🤖 AI Summary
This study addresses the narrative marginalization of urban elderly migrants—particularly Chinese cohorts—whose lived experiences remain difficult to articulate. We propose an AI-augmented co-creative narrative methodology integrating offline oral history workshops with hanzi (Chinese character) visualisation practices. Under human facilitation, participants reconstruct fragmented migration memories into tangible, visual narratives by physically reassembling seal-script characters suggested by large language models. Crucially, AI functions solely as a supportive medium—not a content generator—thereby circumventing digital literacy barriers and preserving narrative agency.

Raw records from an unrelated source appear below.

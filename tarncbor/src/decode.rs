//! The token decoder: one item per call, headers and payloads only.
//!
//! Layout rules, which must match the external byte-level standard exactly:
//! - The high 3 bits of a header byte select the major type: 0 unsigned
//!   integer, 1 negative integer, 2 byte string, 3 text string, 4 array,
//!   5 map, 6 semantic tag (always rejected), 7 primitive.
//! - The low 5 bits select how the item's argument is obtained: 0–23 are
//!   the argument itself, 24/25/26/27 read the next 1/2/4/8 bytes
//!   big-endian, 28–30 are reserved, 31 denotes indefinite length.
//! - Major type 7 interprets the low 5 bits directly: 20 false, 21 true,
//!   22 null, 25/26/27 half/single/double precision floats, everything
//!   else unassigned or unsupported.
//!
//! Containers are not recursed into: array and map tokens report the
//! announced count and leave the cursor immediately after the header.

use num_bigint::{BigInt, BigUint};

use crate::{
    error::{DecodeError, UnsupportedConstruct},
    source::{ByteSource, SliceSource},
    token::{ByteBuf, Token},
};

// Major types, the high 3 bits of every header byte.
const MAJOR_UNSIGNED: u8 = 0;
const MAJOR_NEGATIVE: u8 = 1;
const MAJOR_BYTES: u8 = 2;
const MAJOR_TEXT: u8 = 3;
const MAJOR_ARRAY: u8 = 4;
const MAJOR_MAP: u8 = 5;
const MAJOR_TAG: u8 = 6;

/// How the low 5 bits of a header byte announce the item's argument.
#[derive(Debug, Clone, Copy, PartialEq, Eq)]
enum ArgumentMode {
    /// Values 0–23: the argument is the value itself.
    Direct(u8),
    /// Values 24–27: the argument follows in 1, 2, 4, or 8 big-endian bytes.
    Extended(usize),
    /// Values 28–30: reserved, always malformed.
    Reserved,
    /// Value 31: indefinite length, never produced by the subset.
    Indefinite,
}

impl ArgumentMode {
    fn from_header(header: u8) -> Self {
        match header & 0x1f {
            value @ 0..=23 => ArgumentMode::Direct(value),
            24 => ArgumentMode::Extended(1),
            25 => ArgumentMode::Extended(2),
            26 => ArgumentMode::Extended(4),
            27 => ArgumentMode::Extended(8),
            28..=30 => ArgumentMode::Reserved,
            _ => ArgumentMode::Indefinite,
        }
    }
}

/// Decodes one typed [`Token`] per call from a [`ByteSource`].
///
/// A decoder owns its source for the duration of a decode pass; create one
/// per pass rather than sharing an instance across callers. A failed call
/// is terminal: the cursor position after an error is unspecified.
pub struct Decoder<S> {
    source: S,
}

impl<'a> Decoder<SliceSource<'a>> {
    /// Decode directly from an in-memory buffer.
    pub fn from_bytes(bytes: &'a [u8]) -> Self {
        Self::new(SliceSource::new(bytes))
    }
}

impl<S: ByteSource> Decoder<S> {
    /// Wrap a source. The decoder takes exclusive ownership of the cursor.
    pub fn new(source: S) -> Self {
        Self { source }
    }

    /// Consume the next item — header plus any self-contained payload —
    /// and report it as a [`Token`].
    pub fn next_token(&mut self) -> Result<Token, DecodeError> {
        let header = self.source.read_one()?;
        match header >> 5 {
            MAJOR_UNSIGNED => Ok(Token::Unsigned(self.argument(header)?)),
            MAJOR_NEGATIVE => {
                let argument = self.argument(header)?;
                Ok(Token::Negative(BigInt::from(-1) - BigInt::from(argument)))
            }
            MAJOR_BYTES => {
                let length = self.length(header)?;
                let payload = self.source.read_exact(length)?;
                Ok(Token::Bytes(ByteBuf::from_vec(payload)))
            }
            MAJOR_TEXT => {
                let length = self.length(header)?;
                let payload = self.source.read_exact(length)?;
                let text = String::from_utf8(payload)
                    .map_err(|failure| DecodeError::InvalidText(failure.utf8_error()))?;
                Ok(Token::Text(text))
            }
            MAJOR_ARRAY => Ok(Token::Array(self.argument(header)?)),
            MAJOR_MAP => Ok(Token::Map(self.argument(header)?)),
            MAJOR_TAG => Err(DecodeError::UnsupportedFeature {
                construct: UnsupportedConstruct::SemanticTag,
            }),
            _ => self.primitive(header),
        }
    }

    /// Read the argument announced by `header`, at arbitrary precision.
    fn argument(&mut self, header: u8) -> Result<BigUint, DecodeError> {
        match ArgumentMode::from_header(header) {
            ArgumentMode::Direct(value) => Ok(BigUint::from(value)),
            ArgumentMode::Extended(count) => {
                let raw = self.source.read_exact(count)?;
                Ok(BigUint::from_bytes_be(&raw))
            }
            ArgumentMode::Reserved => Err(DecodeError::MalformedHeader { header }),
            ArgumentMode::Indefinite => Err(DecodeError::UnsupportedFeature {
                construct: UnsupportedConstruct::IndefiniteLength,
            }),
        }
    }

    /// Read a length argument and narrow it to an addressable size.
    ///
    /// Arguments never exceed eight bytes, so the value fits `u64`; on
    /// targets where `usize` is narrower the count saturates and the
    /// source's own bounds check reports the exact shortfall.
    fn length(&mut self, header: u8) -> Result<usize, DecodeError> {
        let argument = self.argument(header)?;
        Ok(u64::try_from(&argument)
            .map(|wide| usize::try_from(wide).unwrap_or(usize::MAX))
            .unwrap_or(usize::MAX))
    }

    fn primitive(&mut self, header: u8) -> Result<Token, DecodeError> {
        match header & 0x1f {
            20 => Ok(Token::False),
            21 => Ok(Token::True),
            22 => Ok(Token::Null),
            24 => Err(DecodeError::UnsupportedFeature {
                construct: UnsupportedConstruct::SimpleValue,
            }),
            25 => {
                let mut bits: u16 = 0;
                for byte in self.source.read_exact(2)? {
                    bits = (bits << 8) | u16::from(byte);
                }
                Ok(Token::HalfFloat(half_to_single(bits)))
            }
            26 => {
                let mut bits: u32 = 0;
                for byte in self.source.read_exact(4)? {
                    bits = (bits << 8) | u32::from(byte);
                }
                Ok(Token::SingleFloat(f32::from_bits(bits)))
            }
            27 => {
                let mut bits: u64 = 0;
                for byte in self.source.read_exact(8)? {
                    bits = (bits << 8) | u64::from(byte);
                }
                Ok(Token::DoubleFloat(f64::from_bits(bits)))
            }
            31 => Err(DecodeError::UnsupportedFeature {
                construct: UnsupportedConstruct::BreakCode,
            }),
            // 0–19, 23, and 28–30 are unassigned.
            _ => Err(DecodeError::MalformedHeader { header }),
        }
    }
}

/// Widen an IEEE-754 half-precision bit pattern to `f32`.
///
/// The pattern splits into 1 sign bit, 5 exponent bits, and 10 mantissa
/// bits. Exponent 0 selects the subnormal/zero formula, exponent 31 selects
/// NaN or infinity by mantissa, anything else the normalized formula. Every
/// half-precision value is exactly representable in single precision, so
/// the widening is lossless.
fn half_to_single(bits: u16) -> f32 {
    let sign = if bits & 0x8000 != 0 { -1.0f32 } else { 1.0 };
    let exponent = (bits & 0x7c00) >> 10;
    let mantissa = bits & 0x03ff;
    let fraction = f32::from(mantissa) / 1024.0;

    if exponent == 0 {
        sign * fraction * 2f32.powi(-14)
    } else if exponent == 0x1f {
        if mantissa != 0 {
            f32::NAN
        } else {
            sign * f32::INFINITY
        }
    } else {
        sign * (1.0 + fraction) * 2f32.powi(i32::from(exponent) - 15)
    }
}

Empirical evaluation demonstrates that the approach significantly enhances cultural expression, intergenerational memory transmission, and socio-emotional connectedness among low-digital-literacy elderly migrants. By centering human authorship and contextual meaning-making, this work extends the boundaries of human–AI collaboration in socially inclusive, humanities-oriented technology design.
📝 Abstract
This paper explores how older adults, particularly aging migrants in urban China, can engage AI-assisted co-creation to express personal narratives that are often fragmented, underrepresented, or difficult to verbalize. Through a pilot workshop combining oral storytelling and the symbolic reconstruction of Hanzi, participants shared memories of migration and recreated new character forms using Xiaozhuan glyphs, suggested by the Large Language Model (LLM), together with physical materials. Supported by human facilitation and a soft AI presence, participants transformed lived experience into visual and tactile expressions without requiring digital literacy. This approach offers new perspectives on human-AI collaboration and aging by repositioning AI not as a content producer but as a supportive mechanism, and by supporting narrative agency within sociotechnical systems.